Ef 1, 15-23
Después de haber escuchado y meditado en los dos días pasados el magnífico himno en el que se expresa nuestra inclusión en el dinamismo salvífico trinitario, hoy hemos escuchado el exordio propio de la carta.
Nos dimos cuenta cómo Pablo alaba la «fe en el Señor Jesús y el amor que demuestran a todos los hermanos». La fe como la vitalidad fundamental, necesariamente se ha de manifestar en las obras del amor.
El Espíritu de sabiduría y de revelación es un don de Dios. Por esto, Pablo lo pide junto con la iluminación de la mente, para sus destinatarios, esto lo debemos de pedir continuamente nosotros también para comprender a qué esperanza hemos sido llamados.
En muchos lugares del cristianismo primitivo se creía en muchos seres poderosos, intermediarios entre Dios y el hombre. Pablo afirma con gran fuerza el lugar único, supremo e indispensable de Cristo.
Lc 12, 8-12
El evangelio que hoy hemos escuchado igual que el de ayer parece ser una colección de dichos de Cristo recolectados y transmitidos aun antes de que se redactaran los evangelios como hoy los tenemos. «Reconocer al Señor», «negar al Señor», ¿qué significa esto para nosotros?
Tal vez no se trataría ni de un reconocimiento ni de un rechazo público y formal, sino de lo que expresaría nuestra actitud como personas y como comunidad.
Sólo una comunidad que confiese a Cristo, se ha dicho, es signo de salvación.

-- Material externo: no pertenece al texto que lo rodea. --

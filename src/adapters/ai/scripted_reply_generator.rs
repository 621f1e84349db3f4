//! Reply generators that do not call a model.
//!
//! `ScriptedReplyGenerator` answers with the canned script line for the
//! stage; `MockReplyGenerator` replays queued replies for tests.

use async_trait::async_trait;
use std::collections::VecDeque;
use std::sync::{Arc, Mutex, PoisonError};

use crate::domain::scheduling::Stage;
use crate::ports::{ReplyError, ReplyGenerator, ReplyRequest};

/// Writes the scripted prompt for the request's stage.
///
/// While collecting registration data, the missing fields are listed so the
/// customer is only asked for what is still needed.
#[derive(Debug, Clone, Copy, Default)]
pub struct ScriptedReplyGenerator;

impl ScriptedReplyGenerator {
    pub fn new() -> Self {
        Self
    }

    /// Builds the reply text without going through the async port.
    pub fn compose(&self, stage: Stage, missing_fields: &[&'static str]) -> String {
        let prompt = stage.scripted_prompt();
        let collecting = matches!(stage, Stage::CustomerIdentified | Stage::QuoteConfirmed);

        if collecting && !missing_fields.is_empty() {
            format!("Ainda preciso de: {}.", missing_fields.join(", "))
        } else {
            prompt.to_string()
        }
    }
}

#[async_trait]
impl ReplyGenerator for ScriptedReplyGenerator {
    async fn generate(&self, request: ReplyRequest) -> Result<String, ReplyError> {
        Ok(self.compose(request.stage, &request.missing_fields))
    }
}

/// Mock reply generator with a queue of canned replies.
///
/// Once the queue is empty every call returns "Mock reply".
#[derive(Debug, Clone, Default)]
pub struct MockReplyGenerator {
    replies: Arc<Mutex<VecDeque<Result<String, ReplyError>>>>,
    calls: Arc<Mutex<Vec<ReplyRequest>>>,
}

impl MockReplyGenerator {
    pub fn new() -> Self {
        Self::default()
    }

    pub fn with_reply(self, reply: impl Into<String>) -> Self {
        self.replies
            .lock()
            .unwrap_or_else(PoisonError::into_inner)
            .push_back(Ok(reply.into()));
        self
    }

    pub fn with_error(self, error: ReplyError) -> Self {
        self.replies
            .lock()
            .unwrap_or_else(PoisonError::into_inner)
            .push_back(Err(error));
        self
    }

    pub fn call_count(&self) -> usize {
        self.calls.lock().unwrap_or_else(PoisonError::into_inner).len()
    }

    pub fn get_calls(&self) -> Vec<ReplyRequest> {
        self.calls
            .lock()
            .unwrap_or_else(PoisonError::into_inner)
            .clone()
    }
}

#[async_trait]
impl ReplyGenerator for MockReplyGenerator {
    async fn generate(&self, request: ReplyRequest) -> Result<String, ReplyError> {
        self.calls
            .lock()
            .unwrap_or_else(PoisonError::into_inner)
            .push(request);

        self.replies
            .lock()
            .unwrap_or_else(PoisonError::into_inner)
            .pop_front()
            .unwrap_or_else(|| Ok("Mock reply".to_string()))
    }
}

Una comunidad que no afirma con la palabra y las obras, una comunidad que se mimetiza, que tiene miedo de aparecer como lo que es, o se pliega a las «modas» de pensamiento, a lo que la «sociedad» señala como metas, a los criterios de la publicidad, de lo que presentan sin analizar correctamente los debates de televisión, una comunidad que no se presenta unida, sino que aparece dividida, sin caridad, no está reconociendo a Cristo.
La promesa de la asistencia del Espíritu en los tiempos de contradicción y persecución no nos libera de tener una cooperación decidida con ese don de Dios.
¿Cómo nos interpela la palabra de Dios hoy?